#### [What is required]
Report every line of the records that includes the word "ApplicationHandler".

#### [Record extracts]
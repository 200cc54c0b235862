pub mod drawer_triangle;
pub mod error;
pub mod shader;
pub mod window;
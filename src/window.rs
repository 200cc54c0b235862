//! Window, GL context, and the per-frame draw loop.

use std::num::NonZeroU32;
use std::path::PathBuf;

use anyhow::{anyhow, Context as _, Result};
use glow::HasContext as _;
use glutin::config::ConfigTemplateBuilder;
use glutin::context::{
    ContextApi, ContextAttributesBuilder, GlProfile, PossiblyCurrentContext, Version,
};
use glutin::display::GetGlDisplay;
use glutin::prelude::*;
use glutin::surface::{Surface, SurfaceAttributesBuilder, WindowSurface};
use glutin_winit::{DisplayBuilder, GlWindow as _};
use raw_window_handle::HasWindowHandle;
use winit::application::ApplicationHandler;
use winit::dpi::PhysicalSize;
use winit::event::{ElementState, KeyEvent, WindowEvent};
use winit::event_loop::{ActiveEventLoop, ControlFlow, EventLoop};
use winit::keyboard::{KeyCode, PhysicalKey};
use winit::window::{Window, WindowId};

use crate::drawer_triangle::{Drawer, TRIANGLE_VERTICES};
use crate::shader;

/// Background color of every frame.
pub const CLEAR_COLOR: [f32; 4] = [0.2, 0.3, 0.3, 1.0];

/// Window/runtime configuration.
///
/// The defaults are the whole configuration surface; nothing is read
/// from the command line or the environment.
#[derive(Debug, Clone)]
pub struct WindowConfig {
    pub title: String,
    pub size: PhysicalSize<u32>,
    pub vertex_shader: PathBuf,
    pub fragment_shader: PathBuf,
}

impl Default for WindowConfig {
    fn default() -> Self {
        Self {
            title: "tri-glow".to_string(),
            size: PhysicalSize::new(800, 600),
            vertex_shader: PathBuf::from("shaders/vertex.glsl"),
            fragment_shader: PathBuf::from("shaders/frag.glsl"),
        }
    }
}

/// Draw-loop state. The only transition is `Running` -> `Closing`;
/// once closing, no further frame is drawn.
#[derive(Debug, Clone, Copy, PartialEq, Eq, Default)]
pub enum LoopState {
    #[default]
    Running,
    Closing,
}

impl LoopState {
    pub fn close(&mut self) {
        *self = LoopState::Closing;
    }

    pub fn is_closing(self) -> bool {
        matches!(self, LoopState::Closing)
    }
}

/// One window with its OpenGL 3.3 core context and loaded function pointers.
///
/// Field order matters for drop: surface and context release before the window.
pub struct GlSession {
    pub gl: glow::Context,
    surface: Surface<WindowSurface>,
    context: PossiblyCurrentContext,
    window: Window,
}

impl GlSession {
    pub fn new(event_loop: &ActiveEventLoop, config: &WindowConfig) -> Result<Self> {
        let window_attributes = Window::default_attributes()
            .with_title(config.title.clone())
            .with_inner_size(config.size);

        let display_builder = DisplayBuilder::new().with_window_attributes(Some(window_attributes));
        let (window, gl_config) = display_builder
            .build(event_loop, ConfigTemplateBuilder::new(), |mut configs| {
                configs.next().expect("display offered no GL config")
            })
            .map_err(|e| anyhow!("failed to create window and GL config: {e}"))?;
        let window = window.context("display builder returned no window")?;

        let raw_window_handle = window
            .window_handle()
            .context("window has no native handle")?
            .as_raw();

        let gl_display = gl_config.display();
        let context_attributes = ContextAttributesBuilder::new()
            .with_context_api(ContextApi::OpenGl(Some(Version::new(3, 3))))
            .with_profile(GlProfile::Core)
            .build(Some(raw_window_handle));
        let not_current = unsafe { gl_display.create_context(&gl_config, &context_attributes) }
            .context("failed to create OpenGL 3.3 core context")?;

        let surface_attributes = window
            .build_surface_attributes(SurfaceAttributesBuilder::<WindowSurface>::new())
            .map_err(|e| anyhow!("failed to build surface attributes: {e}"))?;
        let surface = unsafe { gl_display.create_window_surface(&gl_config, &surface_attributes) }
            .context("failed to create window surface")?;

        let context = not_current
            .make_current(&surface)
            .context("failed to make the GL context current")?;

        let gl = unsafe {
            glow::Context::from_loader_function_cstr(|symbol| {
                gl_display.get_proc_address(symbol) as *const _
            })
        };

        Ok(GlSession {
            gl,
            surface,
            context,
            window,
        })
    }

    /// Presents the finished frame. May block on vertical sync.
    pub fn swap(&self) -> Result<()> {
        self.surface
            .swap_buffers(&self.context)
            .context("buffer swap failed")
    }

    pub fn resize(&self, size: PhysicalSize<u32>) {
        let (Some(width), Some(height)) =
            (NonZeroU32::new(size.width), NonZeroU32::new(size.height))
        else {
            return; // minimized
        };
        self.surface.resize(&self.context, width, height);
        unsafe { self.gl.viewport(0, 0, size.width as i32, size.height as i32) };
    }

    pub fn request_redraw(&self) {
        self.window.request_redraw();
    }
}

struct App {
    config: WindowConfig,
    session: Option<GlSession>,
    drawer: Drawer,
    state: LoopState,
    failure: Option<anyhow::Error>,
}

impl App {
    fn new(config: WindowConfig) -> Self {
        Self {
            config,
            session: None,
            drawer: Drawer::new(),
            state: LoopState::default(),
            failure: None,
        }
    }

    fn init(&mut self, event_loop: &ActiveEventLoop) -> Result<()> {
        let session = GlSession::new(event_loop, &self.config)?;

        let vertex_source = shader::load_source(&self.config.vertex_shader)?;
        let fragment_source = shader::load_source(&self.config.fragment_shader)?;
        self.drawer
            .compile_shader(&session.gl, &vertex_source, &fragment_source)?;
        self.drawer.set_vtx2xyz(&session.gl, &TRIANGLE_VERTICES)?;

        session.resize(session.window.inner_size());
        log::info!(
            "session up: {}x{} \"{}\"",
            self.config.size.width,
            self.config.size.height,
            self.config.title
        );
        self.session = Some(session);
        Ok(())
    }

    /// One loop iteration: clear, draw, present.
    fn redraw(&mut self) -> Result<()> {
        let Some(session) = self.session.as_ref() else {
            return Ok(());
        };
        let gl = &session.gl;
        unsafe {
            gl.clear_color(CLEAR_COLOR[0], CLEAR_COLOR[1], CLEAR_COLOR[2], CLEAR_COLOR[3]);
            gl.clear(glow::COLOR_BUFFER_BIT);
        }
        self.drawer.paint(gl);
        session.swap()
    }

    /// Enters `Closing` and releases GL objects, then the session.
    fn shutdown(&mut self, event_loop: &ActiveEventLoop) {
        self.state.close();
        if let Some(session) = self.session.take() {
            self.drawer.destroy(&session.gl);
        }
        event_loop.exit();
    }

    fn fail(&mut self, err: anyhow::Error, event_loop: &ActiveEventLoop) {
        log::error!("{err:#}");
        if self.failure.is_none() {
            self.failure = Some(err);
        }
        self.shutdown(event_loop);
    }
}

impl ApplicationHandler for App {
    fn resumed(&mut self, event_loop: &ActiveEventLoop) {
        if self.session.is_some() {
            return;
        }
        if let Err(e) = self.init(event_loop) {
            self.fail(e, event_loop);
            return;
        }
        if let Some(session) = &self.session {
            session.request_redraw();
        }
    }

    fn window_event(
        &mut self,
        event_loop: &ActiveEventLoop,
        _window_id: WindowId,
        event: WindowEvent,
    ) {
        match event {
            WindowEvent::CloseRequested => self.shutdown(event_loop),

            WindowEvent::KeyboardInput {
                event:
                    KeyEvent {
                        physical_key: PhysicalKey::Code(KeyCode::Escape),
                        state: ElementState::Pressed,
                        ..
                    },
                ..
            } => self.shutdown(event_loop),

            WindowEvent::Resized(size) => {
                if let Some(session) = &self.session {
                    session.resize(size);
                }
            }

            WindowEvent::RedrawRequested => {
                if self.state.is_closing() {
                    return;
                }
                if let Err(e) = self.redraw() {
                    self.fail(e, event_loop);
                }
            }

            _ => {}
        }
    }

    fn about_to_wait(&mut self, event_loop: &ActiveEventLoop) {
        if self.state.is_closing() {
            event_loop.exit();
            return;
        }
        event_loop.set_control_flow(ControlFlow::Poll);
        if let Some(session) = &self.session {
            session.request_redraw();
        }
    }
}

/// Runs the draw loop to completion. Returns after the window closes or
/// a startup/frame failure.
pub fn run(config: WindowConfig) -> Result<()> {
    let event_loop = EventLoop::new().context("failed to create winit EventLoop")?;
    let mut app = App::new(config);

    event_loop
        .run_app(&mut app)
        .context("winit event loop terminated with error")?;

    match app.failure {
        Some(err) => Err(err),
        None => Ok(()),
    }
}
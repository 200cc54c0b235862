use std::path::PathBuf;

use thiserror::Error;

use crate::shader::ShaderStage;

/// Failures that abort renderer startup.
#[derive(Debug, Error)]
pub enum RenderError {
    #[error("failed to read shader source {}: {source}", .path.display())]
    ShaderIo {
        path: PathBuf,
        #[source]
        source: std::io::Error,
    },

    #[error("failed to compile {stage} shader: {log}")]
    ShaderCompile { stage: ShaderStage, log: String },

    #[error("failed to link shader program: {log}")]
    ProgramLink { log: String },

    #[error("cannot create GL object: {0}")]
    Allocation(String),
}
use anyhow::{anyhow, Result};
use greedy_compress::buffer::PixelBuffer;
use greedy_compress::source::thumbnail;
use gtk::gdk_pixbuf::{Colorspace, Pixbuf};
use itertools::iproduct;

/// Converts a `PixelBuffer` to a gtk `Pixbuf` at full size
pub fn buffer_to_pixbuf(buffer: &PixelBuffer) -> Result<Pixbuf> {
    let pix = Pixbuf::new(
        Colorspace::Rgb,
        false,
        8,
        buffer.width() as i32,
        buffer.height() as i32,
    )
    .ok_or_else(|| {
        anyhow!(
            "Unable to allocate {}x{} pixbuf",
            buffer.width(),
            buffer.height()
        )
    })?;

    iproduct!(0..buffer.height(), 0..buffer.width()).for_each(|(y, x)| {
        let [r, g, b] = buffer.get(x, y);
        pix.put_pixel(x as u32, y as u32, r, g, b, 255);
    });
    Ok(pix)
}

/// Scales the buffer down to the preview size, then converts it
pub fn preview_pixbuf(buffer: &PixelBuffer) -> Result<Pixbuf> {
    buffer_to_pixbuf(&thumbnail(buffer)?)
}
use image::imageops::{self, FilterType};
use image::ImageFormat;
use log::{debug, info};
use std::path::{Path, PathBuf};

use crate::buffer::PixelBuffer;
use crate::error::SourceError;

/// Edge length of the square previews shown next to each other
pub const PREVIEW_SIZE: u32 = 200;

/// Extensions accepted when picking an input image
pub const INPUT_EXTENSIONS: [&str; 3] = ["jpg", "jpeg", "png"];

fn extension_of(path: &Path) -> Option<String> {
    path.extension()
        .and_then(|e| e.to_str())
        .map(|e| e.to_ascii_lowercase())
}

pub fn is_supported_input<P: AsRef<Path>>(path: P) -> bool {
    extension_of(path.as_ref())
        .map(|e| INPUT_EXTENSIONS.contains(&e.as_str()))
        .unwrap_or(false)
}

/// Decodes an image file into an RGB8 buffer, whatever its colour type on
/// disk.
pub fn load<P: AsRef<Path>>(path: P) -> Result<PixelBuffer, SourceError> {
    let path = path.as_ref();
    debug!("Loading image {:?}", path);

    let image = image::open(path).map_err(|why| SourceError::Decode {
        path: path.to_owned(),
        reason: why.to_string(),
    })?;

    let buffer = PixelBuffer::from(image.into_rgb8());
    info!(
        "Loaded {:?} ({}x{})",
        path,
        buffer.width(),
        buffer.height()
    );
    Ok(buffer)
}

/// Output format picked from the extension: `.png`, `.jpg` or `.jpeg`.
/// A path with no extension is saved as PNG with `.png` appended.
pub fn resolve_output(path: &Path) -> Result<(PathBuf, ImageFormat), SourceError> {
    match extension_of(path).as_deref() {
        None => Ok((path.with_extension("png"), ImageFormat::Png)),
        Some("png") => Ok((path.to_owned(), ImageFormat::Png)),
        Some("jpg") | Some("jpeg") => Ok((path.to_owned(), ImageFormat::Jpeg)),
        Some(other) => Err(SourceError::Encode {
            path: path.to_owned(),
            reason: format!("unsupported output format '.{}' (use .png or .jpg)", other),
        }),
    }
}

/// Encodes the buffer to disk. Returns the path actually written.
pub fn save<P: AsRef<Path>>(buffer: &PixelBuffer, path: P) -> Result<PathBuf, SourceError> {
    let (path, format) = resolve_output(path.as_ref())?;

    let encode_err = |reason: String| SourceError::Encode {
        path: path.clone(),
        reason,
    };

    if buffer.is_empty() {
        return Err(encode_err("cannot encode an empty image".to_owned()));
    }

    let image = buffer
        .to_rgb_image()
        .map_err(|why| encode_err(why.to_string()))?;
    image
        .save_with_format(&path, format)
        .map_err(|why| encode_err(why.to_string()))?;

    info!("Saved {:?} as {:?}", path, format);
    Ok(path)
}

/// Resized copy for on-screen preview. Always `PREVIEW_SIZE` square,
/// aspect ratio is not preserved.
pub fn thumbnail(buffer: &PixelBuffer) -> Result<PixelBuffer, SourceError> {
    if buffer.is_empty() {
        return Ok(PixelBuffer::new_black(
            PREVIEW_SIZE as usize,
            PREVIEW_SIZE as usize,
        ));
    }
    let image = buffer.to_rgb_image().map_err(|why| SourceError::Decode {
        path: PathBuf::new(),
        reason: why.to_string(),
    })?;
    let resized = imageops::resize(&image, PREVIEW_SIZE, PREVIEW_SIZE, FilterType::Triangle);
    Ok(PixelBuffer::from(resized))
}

#### [Written response]
use winit::application::ApplicationHandler;
impl ApplicationHandler for App {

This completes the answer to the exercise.